TASK DIRECTIONS:
Every line in the records below with the string "Mutex" needs to be copied out.

DATA EXTRACT:

//! FIFO work queue of nodes awaiting a push
//!
//! The queue is a scheduling hint, not the source of truth: a node may be
//! enqueued more than once, and an entry may be stale by the time it is
//! popped. The engine re-checks the residual threshold at dequeue time, so
//! a stale entry is a harmless no-op.

use std::collections::VecDeque;

/// FIFO queue of node indices whose residual crossed the threshold
#[derive(Debug, Clone, Default)]
pub struct WorkQueue {
    nodes: VecDeque<usize>,
}

impl WorkQueue {
    /// Create an empty queue
    pub fn new() -> Self {
        Self::default()
    }

    /// Append a node
    pub fn push(&mut self, node: usize) {
        self.nodes.push_back(node);
    }

    /// Remove and return the earliest-inserted node, or `None` if empty
    pub fn pop(&mut self) -> Option<usize> {
        self.nodes.pop_front()
    }

    /// Number of queued entries (duplicates counted)
    pub fn len(&self) -> usize {
        self.nodes.len()
    }

    /// Whether the queue is empty
    pub fn is_empty(&self) -> bool {
        self.nodes.is_empty()
    }
}
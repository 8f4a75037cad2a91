//! External process execution.
//!
//! Mounting and unmounting shell out to tools like `s3fs` and `umount`.
//! The services only see [`CommandRunner`], so tests can swap in a
//! [`RecordingRunner`] and never touch the host.

use std::collections::VecDeque;
use std::fmt;

use async_trait::async_trait;
use parking_lot::Mutex;
use tracing::debug;

/// A program invocation.
#[derive(Clone, PartialEq, Eq)]
pub struct CommandSpec {
    pub program: String,
    pub args: Vec<String>,
    /// Extra environment variables.  Values are credentials and never
    /// printed.
    pub env: Vec<(String, String)>,
}

impl CommandSpec {
    pub fn new(program: impl Into<String>) -> Self {
        Self {
            program: program.into(),
            args: Vec::new(),
            env: Vec::new(),
        }
    }

    pub fn arg(mut self, arg: impl Into<String>) -> Self {
        self.args.push(arg.into());
        self
    }

    pub fn args<I, S>(mut self, args: I) -> Self
    where
        I: IntoIterator<Item = S>,
        S: Into<String>,
    {
        self.args.extend(args.into_iter().map(Into::into));
        self
    }

    pub fn env(mut self, key: impl Into<String>, value: impl Into<String>) -> Self {
        self.env.push((key.into(), value.into()));
        self
    }
}

impl fmt::Display for CommandSpec {
    fn fmt(&self, f: &mut fmt::Formatter<'_>) -> fmt::Result {
        for (key, _) in &self.env {
            write!(f, "{key}=<redacted> ")?;
        }
        f.write_str(&self.program)?;
        for arg in &self.args {
            write!(f, " {arg}")?;
        }
        Ok(())
    }
}

impl fmt::Debug for CommandSpec {
    fn fmt(&self, f: &mut fmt::Formatter<'_>) -> fmt::Result {
        f.debug_struct("CommandSpec")
            .field("program", &self.program)
            .field("args", &self.args)
            .field(
                "env",
                &self.env.iter().map(|(k, _)| k.as_str()).collect::<Vec<_>>(),
            )
            .finish()
    }
}

/// Exit status and captured output of a finished process.
#[derive(Debug, Clone, Default, PartialEq, Eq)]
pub struct CommandOutput {
    /// Exit code; `None` if the process was killed by a signal.
    pub code: Option<i32>,
    pub stdout: String,
    pub stderr: String,
}

impl CommandOutput {
    pub fn success() -> Self {
        Self {
            code: Some(0),
            ..Default::default()
        }
    }

    pub fn failure(code: i32, stderr: impl Into<String>) -> Self {
        Self {
            code: Some(code),
            stdout: String::new(),
            stderr: stderr.into(),
        }
    }

    pub fn is_success(&self) -> bool {
        self.code == Some(0)
    }

    /// stdout and stderr joined, trimmed.
    pub fn combined(&self) -> String {
        let out = self.stdout.trim();
        let err = self.stderr.trim();
        match (out.is_empty(), err.is_empty()) {
            (true, _) => err.to_owned(),
            (false, true) => out.to_owned(),
            (false, false) => format!("{out}\n{err}"),
        }
    }
}

/// Runs a program to completion.
///
/// There is no timeout: the call returns when the process exits.
#[async_trait]
pub trait CommandRunner: Send + Sync {
    /// `Err` only when the process could not be started.
    async fn run(&self, cmd: &CommandSpec) -> std::io::Result<CommandOutput>;
}

/// Runs commands on the host through `tokio::process`.
#[derive(Debug, Clone, Copy, Default)]
pub struct SystemRunner;

#[async_trait]
impl CommandRunner for SystemRunner {
    async fn run(&self, cmd: &CommandSpec) -> std::io::Result<CommandOutput> {
        debug!(command = %cmd, "running");
        let output = tokio::process::Command::new(&cmd.program)
            .args(&cmd.args)
            .envs(cmd.env.iter().map(|(k, v)| (k.as_str(), v.as_str())))
            .output()
            .await?;
        Ok(CommandOutput {
            code: output.status.code(),
            stdout: String::from_utf8_lossy(&output.stdout).into_owned(),
            stderr: String::from_utf8_lossy(&output.stderr).into_owned(),
        })
    }
}

/// Records every invocation and replays scripted outcomes.
///
/// Unscripted calls succeed with empty output.
#[derive(Debug, Default)]
pub struct RecordingRunner {
    calls: Mutex<Vec<CommandSpec>>,
    script: Mutex<VecDeque<std::io::Result<CommandOutput>>>,
}

impl RecordingRunner {
    pub fn new() -> Self {
        Self::default()
    }

    /// Queue the outcome of the next unscripted call.
    pub fn push_output(&self, output: CommandOutput) {
        self.script.lock().push_back(Ok(output));
    }

    /// Make the next call fail to start, as if the program were missing.
    pub fn push_spawn_error(&self, kind: std::io::ErrorKind) {
        self.script.lock().push_back(Err(kind.into()));
    }

    pub fn calls(&self) -> Vec<CommandSpec> {
        self.calls.lock().clone()
    }

    /// Programs invoked so far, in order.
    pub fn programs(&self) -> Vec<String> {
        self.calls.lock().iter().map(|c| c.program.clone()).collect()
    }
}

#[async_trait]
impl CommandRunner for RecordingRunner {
    async fn run(&self, cmd: &CommandSpec) -> std::io::Result<CommandOutput> {
        self.calls.lock().push(cmd.clone());
        self.script
            .lock()
            .pop_front()
            .unwrap_or_else(|| Ok(CommandOutput::success()))
    }
}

SOLUTION TO THE EXERCISE:
use parking_lot::Mutex;
    calls: Mutex<Vec<CommandSpec>>,
    script: Mutex<VecDeque<std::io::Result<CommandOutput>>>,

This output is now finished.